К девяти часам вечера, несколько утомленная, но все же польщенная присутствием и заботой мужа, Татьяна Афанасьевна провалилась в сон, глубокий, словно Артезианская скважина. Она держалась в сознании из последних сил, так как опасалась, что неприятные видения могут возобновиться, едва ее контроль над собственными мыслями ослабеет. Но мелатонин делал свое дело, и она перестала сопротивляться затягивающей ее густой приятной темноте.
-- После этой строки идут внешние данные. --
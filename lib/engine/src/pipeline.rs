//! The recommendation pipeline: extract, filter, rank, re-rank.

use pawmatch_core::{
    normalize_query, CompletionProvider, Corpus, DescriptionBuilder, EmbeddingProvider,
    HardFilter, PreferenceExtractor, QueryPreferences, Result,
};
use pawmatch_similarity::{
    LlmReranker, PromptBuilder, Recommendation, ResponseParser, SimilarityRanker,
};
use std::sync::Arc;
use tracing::{debug, info, warn};

use crate::config::RecommenderConfig;

pub const DEFAULT_CANDIDATE_POOL: usize = 10;

/// A query's recommendations together with the preferences that filtered them.
#[derive(Debug, Clone)]
pub struct RecommendOutcome {
    pub preferences: QueryPreferences,
    pub recommendations: Vec<Recommendation>,
}

/// Composes the pipeline stages. Holds no per-query state, so one instance
/// can serve any number of queries against a shared [`Corpus`].
pub struct Recommender {
    extractor: PreferenceExtractor,
    filter: HardFilter,
    ranker: SimilarityRanker,
    reranker: Option<LlmReranker>,
    describer: DescriptionBuilder,
    candidate_pool: usize,
}

impl Recommender {
    /// Similarity-only recommender with default settings.
    pub fn new(embedder: Arc<dyn EmbeddingProvider>) -> Self {
        Self {
            extractor: PreferenceExtractor::default(),
            filter: HardFilter::default(),
            ranker: SimilarityRanker::new(embedder),
            reranker: None,
            describer: DescriptionBuilder::default(),
            candidate_pool: DEFAULT_CANDIDATE_POOL,
        }
    }

    pub fn from_config(
        config: &RecommenderConfig,
        embedder: Arc<dyn EmbeddingProvider>,
        completer: Option<Arc<dyn CompletionProvider>>,
    ) -> Result<Self> {
        config.validate()?;

        let reranker = completer.filter(|_| config.rerank).map(|completer| {
            LlmReranker::with_parts(
                completer,
                PromptBuilder::new(config.prompt.clone()),
                ResponseParser::new(config.response_format.clone()),
            )
        });

        Ok(Self {
            extractor: PreferenceExtractor::new(config.vocabulary.clone()),
            filter: HardFilter::new(config.age_windows.clone()),
            ranker: SimilarityRanker::new(embedder),
            reranker,
            describer: DescriptionBuilder::new(config.description.clone()),
            candidate_pool: config.candidate_pool,
        })
    }

    pub fn with_reranker(mut self, completer: Arc<dyn CompletionProvider>) -> Self {
        self.reranker = Some(LlmReranker::new(completer));
        self
    }

    pub fn without_reranker(mut self) -> Self {
        self.reranker = None;
        self
    }

    pub fn with_candidate_pool(mut self, candidate_pool: usize) -> Self {
        self.candidate_pool = candidate_pool.max(1);
        self
    }

    pub fn describer(&self) -> &DescriptionBuilder {
        &self.describer
    }

    pub fn has_reranker(&self) -> bool {
        self.reranker.is_some()
    }

    pub fn preferences(&self, query: &str) -> QueryPreferences {
        self.extractor.extract(query)
    }

    /// Recommend up to `k` animals from `corpus` for a free-text query.
    ///
    /// No surviving candidates is an empty result, not an error. Embedding
    /// failures abort the query; re-ranking failures fall back to the
    /// similarity ranking.
    pub async fn recommend(
        &self,
        corpus: &Corpus,
        query: &str,
        available_only: bool,
        k: usize,
    ) -> Result<Vec<Recommendation>> {
        Ok(self
            .recommend_with_preferences(corpus, query, available_only, k)
            .await?
            .recommendations)
    }

    /// Like [`Recommender::recommend`], also returning the extracted
    /// preferences the candidates were filtered with.
    pub async fn recommend_with_preferences(
        &self,
        corpus: &Corpus,
        query: &str,
        available_only: bool,
        k: usize,
    ) -> Result<RecommendOutcome> {
        let prefs = self.extractor.extract(query);
        let recommendations = if query.trim().is_empty() || k == 0 {
            Vec::new()
        } else {
            self.run(corpus, query, &prefs, available_only, k).await?
        };
        Ok(RecommendOutcome {
            preferences: prefs,
            recommendations,
        })
    }

    async fn run(
        &self,
        corpus: &Corpus,
        query: &str,
        prefs: &QueryPreferences,
        available_only: bool,
        k: usize,
    ) -> Result<Vec<Recommendation>> {
        let candidates = corpus.candidates(available_only)?;
        let filtered = self.filter.filter(&candidates, prefs)?;
        debug!(
            corpus = corpus.len(),
            candidates = candidates.len(),
            filtered = filtered.len(),
            "candidates selected"
        );
        if filtered.is_empty() {
            info!(query, "no candidates survive filtering");
            return Ok(Vec::new());
        }

        let normalized = normalize_query(query);
        let query_text = if normalized.is_empty() { prefs.text.trim() } else { normalized.as_str() };
        let pool = self.candidate_pool.max(k);
        let ranked = self.ranker.rank(query_text, &filtered, pool).await?;
        if ranked.is_empty() {
            return Ok(Vec::new());
        }

        let mut recommendations = match &self.reranker {
            None => Recommendation::fallback(&ranked),
            Some(reranker) => {
                match reranker
                    .rerank(query, &ranked, Some(k), |record| {
                        self.describer.prompt_description(record)
                    })
                    .await
                {
                    Ok(recommendations) => recommendations,
                    Err(e) if e.is_degradable() => {
                        warn!(error = %e, "re-ranking degraded, using similarity ranking");
                        Recommendation::fallback(&ranked)
                    }
                    Err(e) => return Err(e),
                }
            }
        };
        recommendations.truncate(k);

        info!(
            query,
            filtered = filtered.len(),
            ranked = ranked.len(),
            returned = recommendations.len(),
            "recommendation complete"
        );
        Ok(recommendations)
    }
}

#[cfg(test)]
mod tests {
    use super::*;
    use pawmatch_core::mock::{MockCompletionProvider, MockEmbeddingProvider};
    use pawmatch_core::{AdoptionState, AnimalRecord, EmbeddingVector, Error, Gender, ServiceError};
    use pawmatch_similarity::RecommendationSource;

    fn corpus() -> Corpus {
        let records = vec![
            AnimalRecord::new("a", "콩이", AdoptionState::Available)
                .with_weight(5.0)
                .with_gender(Gender::Male),
            AnimalRecord::new("b", "보리", AdoptionState::Available)
                .with_weight(15.0)
                .with_gender(Gender::Female),
            AnimalRecord::new("c", "두부", AdoptionState::Available)
                .with_weight(3.0)
                .with_gender(Gender::Male),
            AnimalRecord::new("d", "달이", "입양완료")
                .with_weight(4.0)
                .with_gender(Gender::Male),
        ];
        let embeddings = vec![
            EmbeddingVector::new("a", vec![1.0, 0.0, 0.0, 0.0]),
            EmbeddingVector::new("b", vec![0.0, 1.0, 0.0, 0.0]),
            EmbeddingVector::new("c", vec![0.6, 0.8, 0.0, 0.0]),
            EmbeddingVector::new("d", vec![1.0, 0.0, 0.0, 0.0]),
        ];
        Corpus::new(records, embeddings).unwrap()
    }

    fn embedder() -> Arc<MockEmbeddingProvider> {
        Arc::new(
            MockEmbeddingProvider::new(4)
                .with_vector("소형견 수컷", vec![1.0, 0.0, 0.0, 0.0])
                .with_vector("차분한 아이", vec![0.0, 1.0, 0.0, 0.0]),
        )
    }

    #[tokio::test]
    async fn test_similarity_only_pipeline() {
        let corpus = corpus();
        let recommender = Recommender::new(embedder());
        let recs = recommender.recommend(&corpus, "소형견 수컷", true, 5).await.unwrap();

        let uids: Vec<_> = recs.iter().map(|r| r.uid.as_deref().unwrap()).collect();
        assert_eq!(uids, vec!["a", "c"]);
        assert!(recs.iter().all(|r| r.source == RecommendationSource::Similarity));
    }

    #[tokio::test]
    async fn test_empty_filter_result_skips_services() {
        let corpus = corpus();
        let embedder = embedder();
        let completer = Arc::new(MockCompletionProvider::with_response("1. 이름: 콩이"));
        let recommender = Recommender::new(embedder.clone()).with_reranker(completer.clone());

        let recs = recommender.recommend(&corpus, "대형견 암컷", true, 5).await.unwrap();
        assert!(recs.is_empty());
        assert_eq!(embedder.calls(), 0);
        assert_eq!(completer.calls(), 0);
    }

    #[tokio::test]
    async fn test_rerank_result_is_truncated_to_k() {
        let corpus = corpus();
        let completer = Arc::new(MockCompletionProvider::with_response(
            "1. 이름: 두부\n   이유: 작아요\n2. 이름: 콩이\n   이유: 수컷이에요",
        ));
        let recommender = Recommender::new(embedder()).with_reranker(completer.clone());

        let recs = recommender.recommend(&corpus, "소형견 수컷", true, 1).await.unwrap();
        assert_eq!(recs.len(), 1);
        assert_eq!(recs[0].uid.as_deref(), Some("c"));
        assert_eq!(recs[0].reason.as_deref(), Some("작아요"));
        assert_eq!(recs[0].source, RecommendationSource::Llm);

        let prompt = completer.last_request().unwrap().user_prompt;
        assert!(prompt.contains("콩이") && prompt.contains("두부"));
        assert!(!prompt.contains("달이"));
    }

    #[tokio::test]
    async fn test_rerank_prompt_asks_for_k_beyond_default() {
        let records: Vec<_> = (0..10)
            .map(|i| {
                AnimalRecord::new(format!("s{}", i), format!("강아지{}", i), AdoptionState::Available)
                    .with_weight(4.0)
                    .with_gender(Gender::Male)
            })
            .collect();
        let embeddings = (0..10)
            .map(|i| EmbeddingVector::new(format!("s{}", i), vec![1.0, i as f32 * 0.1, 0.0, 0.0]))
            .collect();
        let corpus = Corpus::new(records, embeddings).unwrap();

        let response: String = (0..8)
            .map(|i| format!("{}. 이름: 강아지{}\n   이유: 작아요\n", i + 1, 7 - i))
            .collect();
        let completer = Arc::new(MockCompletionProvider::with_response(response));
        let recommender = Recommender::new(embedder()).with_reranker(completer.clone());

        let recs = recommender.recommend(&corpus, "소형견", true, 8).await.unwrap();

        let prompt = completer.last_request().unwrap().user_prompt;
        assert!(prompt.contains("가장 잘 맞는 8마리를"));
        assert_eq!(recs.len(), 8);
        assert_eq!(recs[0].uid.as_deref(), Some("s7"));
        assert!(recs.iter().all(|r| r.source == RecommendationSource::Llm && r.is_complete()));
    }

    #[tokio::test]
    async fn test_outcome_reports_filtering_preferences() {
        let corpus = corpus();
        let recommender = Recommender::new(embedder());

        let outcome = recommender
            .recommend_with_preferences(&corpus, "소형견 수컷", true, 5)
            .await
            .unwrap();
        assert_eq!(outcome.preferences, recommender.preferences("소형견 수컷"));
        assert_eq!(outcome.preferences.gender, Some(Gender::Male));
        assert_eq!(outcome.recommendations.len(), 2);

        let outcome = recommender
            .recommend_with_preferences(&corpus, "대형견", true, 0)
            .await
            .unwrap();
        assert!(outcome.recommendations.is_empty());
        assert!(outcome.preferences.size.is_some());
    }

    #[tokio::test]
    async fn test_completion_failure_falls_back() {
        let corpus = corpus();
        let completer = Arc::new(MockCompletionProvider::failing(ServiceError::Fatal("down".into())));
        let recommender = Recommender::new(embedder()).with_reranker(completer);

        let recs = recommender.recommend(&corpus, "차분한 아이", false, 2).await.unwrap();
        let uids: Vec<_> = recs.iter().map(|r| r.uid.as_deref().unwrap()).collect();
        assert_eq!(uids, vec!["b", "c"]);
        assert!(recs.iter().all(|r| r.reason.is_none()));
    }

    #[tokio::test]
    async fn test_embedding_failure_aborts() {
        let corpus = corpus();
        let embedder = Arc::new(MockEmbeddingProvider::failing(
            4,
            ServiceError::RateLimited("429".into()),
        ));
        let err = Recommender::new(embedder)
            .recommend(&corpus, "소형견", true, 3)
            .await
            .unwrap_err();
        assert!(matches!(err, Error::Embedding(_)));
    }

    #[tokio::test]
    async fn test_from_config_respects_rerank_flag() {
        let config = RecommenderConfig {
            rerank: false,
            ..Default::default()
        };
        let completer: Arc<dyn CompletionProvider> =
            Arc::new(MockCompletionProvider::with_response("1. 이름: 콩이"));
        let recommender = Recommender::from_config(&config, embedder(), Some(completer)).unwrap();
        assert!(!recommender.has_reranker());

        let bad = RecommenderConfig {
            top_k: 0,
            ..Default::default()
        };
        assert!(Recommender::from_config(&bad, embedder(), None).is_err());
    }
}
Вопреки опасениям, никаких странных видений у нее больше не было. Сны приходили исключительно умиротворяющие и преприятные: она видела Гавайские острова, тонущие в золотистом предзакатном воздухе, слышала тихое постукивание ипу, сопровождаемое жизнерадостными звуками укулеле. Татьяна Афанасьевна, одетая в национальный гавайский костюм и слегка напоминающая в нем клумбу, танцует хулу – танец океана, а Борис сидит рядом на песке и восхищенно наблюдает за ее плавными движениями.